Peter Drucker, considered by some to be “the man who invented management,” usually gets credit for the phrase, “Culture eats strategy for breakfast.” Target’s woes following its historic data breach last November proves how true it is.
It seems clear at this point that the breach was disastrous for the company. First-quarter sales figures following the breach showed a 16% decline over the same period the year before, and Target’s stock has fallen 11% since December – though the $941 million quagmire that was the company’s Canada expansion certainly didn’t help matters, either.
I believe that guttered consumer confidence plays a significant role — something that could have been avoided had Target’s post-breach emphasis been less on risk assessment and messaging and more on mitigation through quick action.

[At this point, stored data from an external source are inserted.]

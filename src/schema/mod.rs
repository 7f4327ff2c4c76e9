//! Pattern field schemas and the registry that validates semantic field values

mod field;
mod registry;

pub use field::{FieldData, FieldDefinition, FieldType, FieldValue, ResolvedFieldDefinition};
pub use registry::{
    check_fields, FieldDefinitions, FieldMismatch, FieldSchemaRegistry, SchemaError, SchemaOverlay,
};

While there have been surveys that tell a different story, with at least one reporting that more than 60% of Target shoppers aren’t too worried about their data security, it’s worth bearing in mind what that sage pundit Sarah Palin once pointed out: polls are for strippers and cross-country skiers. The common wisdom now is that a breach can undo years of brand equity, and that appears to be the case at Target.
A New Direction
On May 28, the proxy adviser Institutional Shareholder Services recommended that Target replace seven of its 10 board members, citing the data breach last November. “The data breach revealed that the company was inadequately prepared for the significant risks of doing business in today’s electronic commerce environment,” the ISS statement said. The shareholders have since decided against the ISS recommendation, however, keeping its board members.
In a spirited written defense of the Target board, its interim chairperson pointed out that pre-breach the company had increased its information security team to 300, annually trained more than 350,000 employees to better protect customer data and had a 24-hour operations center constantly reviewing suspicious activity. Unfortunately, when the moment of truth arrived, and the warning bell clanged, someone overrode the system on several occasions and the data was leaked methodically over several days first within the Target system and then was transmitted to Russia for sale on the black market.
The ISS recommendation followed on the heels of some major changes at the highest levels of the company. CEO Gregg Steinhafel walked the plank in early May about a week after announcing a major hire in Bob DeRodes, formerly of Homeland Security, who became the company’s new chief information officer.
The changes at the top were a good sign, since both the breach and its fallout were the consequences of failed leadership, but they were not enough.
Target never addressed the bigger problem regarding its handling of the breach: the company was too slow, less than transparent and insufficiently empathetic — and that was a failure of culture from the boardroom to the mail room.
The recommendation of ISS suggests this in no uncertain terms. The ultimate leaders of a company are its board members. The proxy’s recommendation signals something new in the business landscape. In the age of transparency and the 24-hour news cycle, there is nowhere to hide — not even in the boardroom. Hackers have been preaching that for years and identity theft victims understand that as well.
The Root of the Problem
It is with good reason that Target finds itself in a tough spot these days, and it is by no means only because they mismanaged their data security exposing millions of their customers to fraudsters.
As Target said in a recent statement regarding data security: “Target was among the best-in-class within the retail industry.” In light of the questionable state of information security in the retail world and the mega breaches that have plagued the sector for years, I am not sure what that really says about Target.
That said, the sad reality is that there’s no longer a “best” when it comes to security. Breaches are the third certainty in life. In the age of the super hacker, there is no such thing as failsafe data security. Hackers love to prove they can do things, make scads of money when they do, and there is little they cannot accomplish with sufficient computing power that is unwittingly aided and abetted by the weakest link in all security programs — humans.
The failure in leadership at Target was a failure in vision. Target talks a lot about its guests, but by not having a strong culture of responsiveness to the best interests of their guests they showed a complete lack of hospitality. In the age of the breach, reaction is everything. The actions taken when your customer’s information has been breached need to be drilled like missile launch exercises on a nuclear submarine so that they become second nature and the notification process is pure muscle memory.
Target failed not only because its information strategy failed, but because its culture took a backseat to the misguided strategic notions that expressions of remorse, 10% discounts and bold reactive measures after millions of consumer records have been improperly accessed can win back the hearts and minds of customers who have been put in economic harm’s way. In a corporate culture that assumes and prepares for the worst-case data security scenarios, and puts the emphasis on urgency, transparency and empathy, the true risk of a breach— massive loss of customer loyalty — can be contained and perhaps reversed. Putting the pitfalls of the inevitable into human terms is how you build and sustain brand equity.